(MENAFN - Investor Ideas) Coverage Initiated on U.S. Biotech with a 'Potential Best-of-Breed Oncolytic Virus'
July 11, 2019 (Investorideas.com Newswire) The investment thesis on this immunotherapies developer is made in an H.C. Wainwright & Co. report.
Analyst Ram Selvaraju reported in a July 8 research note that H.C. Wainwright & Co. initiated coverage onReplimune Group Inc. (REPL:NASDAQ)with a Buy rating and $26 per share target price.
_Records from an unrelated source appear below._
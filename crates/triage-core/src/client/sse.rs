//! SSE decode layer: converts a raw byte stream into `GraphEvent`s.

use std::pin::Pin;

use eventsource_stream::{EventStream, EventStreamError, Eventsource};
use futures_util::Stream;
use serde::Deserialize;

use crate::client::shared::{ClientError, ClientErrorKind, ClientResult, GraphEvent};
use crate::session::Speaker;

/// SSE parser that converts a byte stream into `GraphEvent`s.
///
/// Framing (field continuation, chunk reassembly, CRLF handling) is done by
/// `eventsource-stream`; this type only decodes the named payloads. A
/// malformed payload yields an `Err` item for that event and the stream
/// keeps going, so one bad event never aborts an otherwise-healthy turn.
pub struct SseParser<S> {
    inner: EventStream<S>,
}

impl<S> SseParser<S> {
    pub fn new(stream: S) -> Self
    where
        S: Eventsource,
    {
        Self {
            inner: stream.eventsource(),
        }
    }
}

impl<S, E> Stream for SseParser<S>
where
    S: Stream<Item = std::result::Result<bytes::Bytes, E>> + Unpin,
    E: std::error::Error + Send + Sync + 'static,
{
    type Item = ClientResult<GraphEvent>;

    fn poll_next(
        mut self: Pin<&mut Self>,
        cx: &mut std::task::Context<'_>,
    ) -> std::task::Poll<Option<Self::Item>> {
        use std::task::Poll;

        match Pin::new(&mut self.inner).poll_next(cx) {
            Poll::Ready(Some(Ok(event))) => {
                Poll::Ready(Some(decode_event(&event.event, &event.data)))
            }
            Poll::Ready(Some(Err(e))) => Poll::Ready(Some(Err(classify_stream_error(&e)))),
            Poll::Ready(None) => Poll::Ready(None),
            Poll::Pending => Poll::Pending,
        }
    }
}

/// Classifies a framing-layer error.
///
/// A dropped connection mid-stream must end the turn, so it keeps its
/// transport identity; framing problems (invalid UTF-8, bad SSE syntax)
/// are decode failures like any malformed payload.
fn classify_stream_error<E>(e: &EventStreamError<E>) -> ClientError
where
    E: std::error::Error,
{
    match e {
        EventStreamError::Transport(inner) => {
            ClientError::transport(format!("SSE transport error: {inner}"))
        }
        EventStreamError::Utf8(_) | EventStreamError::Parser(_) => ClientError::new(
            ClientErrorKind::Parse,
            format!("SSE stream error: {e}"),
        ),
    }
}

/// Decodes one named SSE event into a `GraphEvent`.
fn decode_event(event_type: &str, data: &str) -> ClientResult<GraphEvent> {
    match event_type {
        "thread" => {
            let parsed: ThreadData = decode_data(event_type, data)?;
            Ok(GraphEvent::Thread {
                thread_id: parsed.thread_id,
            })
        }
        "message" => {
            let parsed: MessageData = decode_data(event_type, data)?;
            Ok(GraphEvent::Message {
                thread_id: parsed.thread_id,
                content: parsed.content,
                speaker: parsed.speaker,
            })
        }
        "ask_user" => {
            let parsed: AskUserData = decode_data(event_type, data)?;
            Ok(GraphEvent::AskUser {
                thread_id: parsed.thread_id,
                speaker: parsed.speaker,
                question: parsed.question,
            })
        }
        "final" => {
            let parsed: FinalData = decode_data(event_type, data)?;
            Ok(GraphEvent::Final {
                thread_id: parsed.thread_id,
                message: parsed.message,
            })
        }
        other => Err(ClientError::new(
            ClientErrorKind::Parse,
            format!("Unknown graph event type: {other}"),
        )),
    }
}

fn decode_data<'a, T: Deserialize<'a>>(event_type: &str, data: &'a str) -> ClientResult<T> {
    if data.trim().is_empty() {
        return Err(ClientError::new(
            ClientErrorKind::Parse,
            format!("Missing data for {event_type}"),
        ));
    }
    serde_json::from_str(data).map_err(|err| {
        ClientError::new(
            ClientErrorKind::Parse,
            format!("Failed to parse {event_type}: {err}"),
        )
    })
}

// === SSE payload structures ===

#[derive(Debug, Deserialize)]
struct ThreadData {
    thread_id: String,
}

#[derive(Debug, Deserialize)]
struct MessageData {
    thread_id: String,
    content: String,
    #[serde(default)]
    speaker: Option<Speaker>,
}

#[derive(Debug, Deserialize)]
struct AskUserData {
    thread_id: String,
    #[serde(default)]
    speaker: Option<Speaker>,
    #[serde(default)]
    question: Option<String>,
}

#[derive(Debug, Deserialize)]
struct FinalData {
    thread_id: String,
    #[serde(default)]
    message: Option<String>,
}

#[cfg(test)]
mod tests {
    use futures_util::StreamExt;

    use super::*;

    /// SSE fixture simulating a typical start-stream turn ending in a question.
    const SSE_START_TURN: &str = r#"event: thread
data: {"thread_id":"abc"}

event: message
data: {"thread_id":"abc","content":"Can you describe the pain?","speaker":"GP"}

event: ask_user
data: {"thread_id":"abc","speaker":"GP"}

"#;

    /// SSE fixture simulating a resume turn ending in a final report.
    const SSE_RESUME_TURN: &str = r#"event: message
data: {"thread_id":"abc","content":"Reviewing your answers now.","speaker":"Specialist"}

event: final
data: {"thread_id":"abc","message":"Diagnosis complete."}

"#;

    /// Helper to create a mock byte stream from a string
    fn mock_byte_stream(
        data: &str,
    ) -> impl Stream<Item = std::result::Result<bytes::Bytes, std::io::Error>> {
        let chunks: Vec<_> = data
            .as_bytes()
            .chunks(50) // Simulate chunked delivery
            .map(|c| Ok(bytes::Bytes::copy_from_slice(c)))
            .collect();
        futures_util::stream::iter(chunks)
    }

    async fn collect(data: &str) -> Vec<ClientResult<GraphEvent>> {
        let mut parser = SseParser::new(mock_byte_stream(data));
        let mut events = Vec::new();
        while let Some(result) = parser.next().await {
            events.push(result);
        }
        events
    }

    #[tokio::test]
    async fn parses_start_turn_events() {
        let events: Vec<_> = collect(SSE_START_TURN)
            .await
            .into_iter()
            .map(|r| r.expect("valid event"))
            .collect();

        assert_eq!(
            events,
            vec![
                GraphEvent::Thread {
                    thread_id: "abc".into()
                },
                GraphEvent::Message {
                    thread_id: "abc".into(),
                    content: "Can you describe the pain?".into(),
                    speaker: Some(Speaker::Gp),
                },
                GraphEvent::AskUser {
                    thread_id: "abc".into(),
                    speaker: Some(Speaker::Gp),
                    question: None,
                },
            ]
        );
    }

    #[tokio::test]
    async fn parses_resume_turn_with_final() {
        let events: Vec<_> = collect(SSE_RESUME_TURN)
            .await
            .into_iter()
            .map(|r| r.expect("valid event"))
            .collect();

        assert_eq!(events.len(), 2);
        assert_eq!(
            events[1],
            GraphEvent::Final {
                thread_id: "abc".into(),
                message: Some("Diagnosis complete.".into()),
            }
        );
    }

    #[tokio::test]
    async fn final_with_null_message_decodes_to_none() {
        let data = "event: final\ndata: {\"thread_id\":\"t1\",\"message\":null}\n\n";
        let events = collect(data).await;
        assert_eq!(
            events[0].as_ref().unwrap(),
            &GraphEvent::Final {
                thread_id: "t1".into(),
                message: None,
            }
        );
    }

    #[tokio::test]
    async fn ask_user_without_speaker_decodes_to_none() {
        let data = "event: ask_user\ndata: {\"thread_id\":\"t1\"}\n\n";
        let events = collect(data).await;
        assert_eq!(
            events[0].as_ref().unwrap(),
            &GraphEvent::AskUser {
                thread_id: "t1".into(),
                speaker: None,
                question: None,
            }
        );
    }

    #[tokio::test]
    async fn ask_user_with_question_carries_it() {
        let data = "event: ask_user\ndata: {\"thread_id\":\"t1\",\"question\":\"How long?\"}\n\n";
        let events = collect(data).await;
        assert_eq!(
            events[0].as_ref().unwrap(),
            &GraphEvent::AskUser {
                thread_id: "t1".into(),
                speaker: None,
                question: Some("How long?".into()),
            }
        );
    }

    #[tokio::test]
    async fn unknown_event_yields_parse_error_and_stream_continues() {
        let data = "event: heartbeat\ndata: {}\n\nevent: thread\ndata: {\"thread_id\":\"t1\"}\n\n";
        let events = collect(data).await;

        assert_eq!(events.len(), 2);
        let err = events[0].as_ref().unwrap_err();
        assert_eq!(err.kind, ClientErrorKind::Parse);
        assert_eq!(
            events[1].as_ref().unwrap(),
            &GraphEvent::Thread {
                thread_id: "t1".into()
            }
        );
    }

    #[tokio::test]
    async fn malformed_payload_yields_parse_error_and_stream_continues() {
        let data = "event: message\ndata: {not json}\n\nevent: ask_user\ndata: {\"thread_id\":\"t1\"}\n\n";
        let events = collect(data).await;

        assert_eq!(events.len(), 2);
        assert_eq!(
            events[0].as_ref().unwrap_err().kind,
            ClientErrorKind::Parse
        );
        assert!(events[1].as_ref().unwrap().is_terminal());
    }

    #[tokio::test]
    async fn handles_events_split_across_chunks() {
        let data = "event: message\ndata: {\"thread_id\":\"t1\",\"content\":\"split across chunks\"}\n\n";
        let chunks: Vec<std::result::Result<bytes::Bytes, std::io::Error>> = data
            .as_bytes()
            .chunks(7) // Very small chunks
            .map(|c| Ok(bytes::Bytes::copy_from_slice(c)))
            .collect();
        let mut parser = SseParser::new(futures_util::stream::iter(chunks));

        let event = parser.next().await.unwrap().expect("valid event");
        assert_eq!(
            event,
            GraphEvent::Message {
                thread_id: "t1".into(),
                content: "split across chunks".into(),
                speaker: None,
            }
        );
        assert!(parser.next().await.is_none());
    }

    #[tokio::test]
    async fn handles_crlf_line_endings() {
        let data = "event: thread\r\ndata: {\"thread_id\":\"t1\"}\r\n\r\n";
        let events = collect(data).await;
        assert_eq!(events.len(), 1);
        assert_eq!(
            events[0].as_ref().unwrap(),
            &GraphEvent::Thread {
                thread_id: "t1".into()
            }
        );
    }

    #[tokio::test]
    async fn data_only_events_default_to_message_type() {
        // Per the SSE spec an event without an `event:` line has type
        // "message", which is a real graph event for this protocol.
        let data = "data: {\"thread_id\":\"t1\",\"content\":\"hi\",\"speaker\":\"Assistant\"}\n\n";
        let events = collect(data).await;
        assert_eq!(
            events[0].as_ref().unwrap(),
            &GraphEvent::Message {
                thread_id: "t1".into(),
                content: "hi".into(),
                speaker: Some(Speaker::Assistant),
            }
        );
    }

    #[tokio::test]
    async fn mid_stream_connection_drop_is_a_transport_error() {
        let chunks: Vec<std::result::Result<bytes::Bytes, std::io::Error>> = vec![
            Ok(bytes::Bytes::from_static(
                b"event: thread\ndata: {\"thread_id\":\"t1\"}\n\n",
            )),
            Err(std::io::Error::new(
                std::io::ErrorKind::ConnectionReset,
                "connection reset by peer",
            )),
        ];
        let mut parser = SseParser::new(futures_util::stream::iter(chunks));

        let first = parser.next().await.unwrap().expect("valid event");
        assert_eq!(
            first,
            GraphEvent::Thread {
                thread_id: "t1".into()
            }
        );

        let err = parser.next().await.unwrap().unwrap_err();
        assert_eq!(err.kind, ClientErrorKind::Transport);
        assert!(err.is_transport());
    }

    #[tokio::test]
    async fn unknown_speaker_is_a_parse_error() {
        let data = "event: message\ndata: {\"thread_id\":\"t1\",\"content\":\"hi\",\"speaker\":\"Janitor\"}\n\n";
        let events = collect(data).await;
        assert_eq!(
            events[0].as_ref().unwrap_err().kind,
            ClientErrorKind::Parse
        );
    }
}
The biotech's current share price is about $13.52.
Selvaraju made the case for investing in this oncolytic immunotherapies development firm, presenting six compelling components of the story.
Replimune has partnerships with Bristol-Myers Squibb and Regeneron, Selvaraju pointed out, through which the companies are collaboratively evaluating RP1, Replimune's lead candidate and first Immulytic product, for proof of concept in melanoma and cutaneous squamous cell carcinoma (CSCC).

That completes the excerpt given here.